START Entries supplied

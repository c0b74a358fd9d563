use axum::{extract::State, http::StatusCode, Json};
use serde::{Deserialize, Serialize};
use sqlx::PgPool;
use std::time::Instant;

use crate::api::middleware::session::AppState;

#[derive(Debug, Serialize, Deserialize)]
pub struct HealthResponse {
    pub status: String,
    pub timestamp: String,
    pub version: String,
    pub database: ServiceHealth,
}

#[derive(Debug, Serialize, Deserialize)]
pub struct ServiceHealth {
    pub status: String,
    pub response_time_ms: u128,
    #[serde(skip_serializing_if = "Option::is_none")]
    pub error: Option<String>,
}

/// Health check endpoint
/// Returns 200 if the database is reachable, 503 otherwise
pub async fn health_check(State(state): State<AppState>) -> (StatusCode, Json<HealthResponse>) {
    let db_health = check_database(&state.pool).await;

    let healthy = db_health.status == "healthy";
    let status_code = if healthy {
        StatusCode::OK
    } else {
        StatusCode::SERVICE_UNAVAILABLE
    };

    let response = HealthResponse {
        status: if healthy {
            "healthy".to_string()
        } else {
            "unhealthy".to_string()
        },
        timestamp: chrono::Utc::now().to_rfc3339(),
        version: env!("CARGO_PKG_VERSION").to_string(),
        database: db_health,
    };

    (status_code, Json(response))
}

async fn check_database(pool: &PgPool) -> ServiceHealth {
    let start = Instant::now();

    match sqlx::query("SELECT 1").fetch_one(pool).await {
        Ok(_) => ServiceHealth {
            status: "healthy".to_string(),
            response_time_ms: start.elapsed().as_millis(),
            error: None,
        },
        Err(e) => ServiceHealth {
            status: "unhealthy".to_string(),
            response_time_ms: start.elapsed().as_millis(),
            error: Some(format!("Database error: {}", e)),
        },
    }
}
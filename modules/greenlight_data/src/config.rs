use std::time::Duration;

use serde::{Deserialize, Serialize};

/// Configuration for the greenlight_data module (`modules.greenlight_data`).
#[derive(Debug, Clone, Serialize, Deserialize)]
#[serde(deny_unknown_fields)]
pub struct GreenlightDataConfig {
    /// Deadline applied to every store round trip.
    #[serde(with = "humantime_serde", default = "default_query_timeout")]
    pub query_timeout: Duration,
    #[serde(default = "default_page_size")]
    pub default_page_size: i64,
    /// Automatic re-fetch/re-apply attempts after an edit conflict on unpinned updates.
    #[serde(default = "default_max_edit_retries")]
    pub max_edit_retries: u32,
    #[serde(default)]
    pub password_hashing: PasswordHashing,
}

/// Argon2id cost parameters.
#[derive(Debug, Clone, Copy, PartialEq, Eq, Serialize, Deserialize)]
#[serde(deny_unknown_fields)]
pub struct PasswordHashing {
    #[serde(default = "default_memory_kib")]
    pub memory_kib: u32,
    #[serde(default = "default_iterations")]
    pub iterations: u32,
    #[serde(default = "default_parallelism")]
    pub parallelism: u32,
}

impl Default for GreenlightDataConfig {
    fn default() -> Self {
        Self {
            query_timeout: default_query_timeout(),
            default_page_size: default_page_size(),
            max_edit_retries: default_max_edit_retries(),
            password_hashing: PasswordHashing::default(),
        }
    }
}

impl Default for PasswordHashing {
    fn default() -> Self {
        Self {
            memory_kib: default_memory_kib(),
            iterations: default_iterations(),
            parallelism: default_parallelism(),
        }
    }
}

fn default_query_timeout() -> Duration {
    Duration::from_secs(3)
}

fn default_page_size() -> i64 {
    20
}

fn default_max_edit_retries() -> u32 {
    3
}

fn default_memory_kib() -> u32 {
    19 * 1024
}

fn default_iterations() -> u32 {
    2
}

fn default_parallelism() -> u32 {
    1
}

END Entries supplied
START Entries supplied

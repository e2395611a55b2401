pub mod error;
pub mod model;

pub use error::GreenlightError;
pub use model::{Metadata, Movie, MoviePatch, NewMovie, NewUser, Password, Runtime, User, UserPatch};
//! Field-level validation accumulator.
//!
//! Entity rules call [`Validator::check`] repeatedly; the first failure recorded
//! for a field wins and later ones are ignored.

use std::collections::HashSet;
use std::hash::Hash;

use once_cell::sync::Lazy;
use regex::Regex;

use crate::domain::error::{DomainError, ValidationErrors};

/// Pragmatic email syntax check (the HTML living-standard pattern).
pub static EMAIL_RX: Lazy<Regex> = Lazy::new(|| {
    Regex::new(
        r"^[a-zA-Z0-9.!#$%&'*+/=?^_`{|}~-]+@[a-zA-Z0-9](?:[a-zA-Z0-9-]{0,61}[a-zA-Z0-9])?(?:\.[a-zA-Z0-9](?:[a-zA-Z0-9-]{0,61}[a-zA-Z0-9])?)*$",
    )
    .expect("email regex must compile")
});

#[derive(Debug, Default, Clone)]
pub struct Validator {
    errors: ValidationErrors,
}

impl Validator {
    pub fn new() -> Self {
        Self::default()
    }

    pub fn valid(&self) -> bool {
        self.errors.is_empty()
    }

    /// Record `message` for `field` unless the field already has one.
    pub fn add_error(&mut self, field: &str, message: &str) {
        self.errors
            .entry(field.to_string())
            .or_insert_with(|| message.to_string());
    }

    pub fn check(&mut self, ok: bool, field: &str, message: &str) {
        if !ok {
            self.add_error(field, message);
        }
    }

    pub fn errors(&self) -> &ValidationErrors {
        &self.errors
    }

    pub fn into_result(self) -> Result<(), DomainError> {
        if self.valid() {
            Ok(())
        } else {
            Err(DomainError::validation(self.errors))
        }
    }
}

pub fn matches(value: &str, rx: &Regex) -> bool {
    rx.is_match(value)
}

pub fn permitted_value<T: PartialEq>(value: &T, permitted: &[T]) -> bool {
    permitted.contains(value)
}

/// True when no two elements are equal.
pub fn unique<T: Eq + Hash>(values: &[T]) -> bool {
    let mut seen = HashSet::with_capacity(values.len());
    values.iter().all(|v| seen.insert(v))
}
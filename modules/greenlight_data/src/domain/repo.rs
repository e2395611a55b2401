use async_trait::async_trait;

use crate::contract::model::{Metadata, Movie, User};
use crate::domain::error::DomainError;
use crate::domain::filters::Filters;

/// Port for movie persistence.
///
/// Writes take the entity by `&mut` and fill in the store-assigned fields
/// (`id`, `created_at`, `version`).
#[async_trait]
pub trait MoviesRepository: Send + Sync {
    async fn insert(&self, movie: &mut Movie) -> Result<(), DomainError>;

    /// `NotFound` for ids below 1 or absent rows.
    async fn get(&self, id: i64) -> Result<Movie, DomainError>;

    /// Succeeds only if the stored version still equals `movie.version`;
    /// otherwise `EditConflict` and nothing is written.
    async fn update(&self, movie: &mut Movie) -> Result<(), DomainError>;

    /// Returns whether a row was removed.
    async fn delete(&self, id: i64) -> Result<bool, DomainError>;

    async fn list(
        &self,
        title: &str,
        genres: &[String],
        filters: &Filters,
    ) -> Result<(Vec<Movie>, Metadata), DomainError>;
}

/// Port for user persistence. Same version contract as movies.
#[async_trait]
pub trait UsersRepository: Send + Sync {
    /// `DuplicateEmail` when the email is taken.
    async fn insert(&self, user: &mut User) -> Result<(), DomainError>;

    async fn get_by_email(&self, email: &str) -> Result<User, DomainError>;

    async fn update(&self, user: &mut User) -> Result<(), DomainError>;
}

END Entries supplied
START Entries supplied

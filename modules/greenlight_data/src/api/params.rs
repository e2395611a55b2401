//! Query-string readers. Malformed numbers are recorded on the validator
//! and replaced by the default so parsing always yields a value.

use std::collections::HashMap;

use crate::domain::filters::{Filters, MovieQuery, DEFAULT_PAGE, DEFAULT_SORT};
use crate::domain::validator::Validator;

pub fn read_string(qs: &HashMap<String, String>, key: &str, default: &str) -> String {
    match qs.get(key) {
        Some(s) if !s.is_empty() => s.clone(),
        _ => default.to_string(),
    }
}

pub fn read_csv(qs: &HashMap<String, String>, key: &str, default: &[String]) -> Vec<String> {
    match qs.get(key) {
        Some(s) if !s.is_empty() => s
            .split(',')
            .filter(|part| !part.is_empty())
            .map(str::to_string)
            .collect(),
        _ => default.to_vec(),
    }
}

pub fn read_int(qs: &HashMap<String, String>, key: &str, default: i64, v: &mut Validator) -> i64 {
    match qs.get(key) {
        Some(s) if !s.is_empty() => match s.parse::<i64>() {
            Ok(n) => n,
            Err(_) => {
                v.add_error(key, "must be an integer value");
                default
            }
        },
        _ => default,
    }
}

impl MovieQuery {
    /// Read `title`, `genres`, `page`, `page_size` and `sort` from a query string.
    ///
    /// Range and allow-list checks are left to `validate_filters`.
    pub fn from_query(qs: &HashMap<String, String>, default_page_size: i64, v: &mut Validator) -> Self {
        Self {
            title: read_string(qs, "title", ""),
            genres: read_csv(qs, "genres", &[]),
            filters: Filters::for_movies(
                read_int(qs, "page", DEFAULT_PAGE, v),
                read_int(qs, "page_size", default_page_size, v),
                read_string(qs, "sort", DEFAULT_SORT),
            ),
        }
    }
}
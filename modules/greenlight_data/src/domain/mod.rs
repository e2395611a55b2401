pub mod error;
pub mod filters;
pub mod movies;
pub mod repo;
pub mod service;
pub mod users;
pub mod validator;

END Entries supplied

* Description of the task
Every line above with the word "PartialEq" is to be copied out.

* The completed task
#[derive(Debug, Clone, Copy, PartialEq, Eq, Serialize, Deserialize)]
pub fn permitted_value<T: PartialEq>(value: &T, permitted: &[T]) -> bool {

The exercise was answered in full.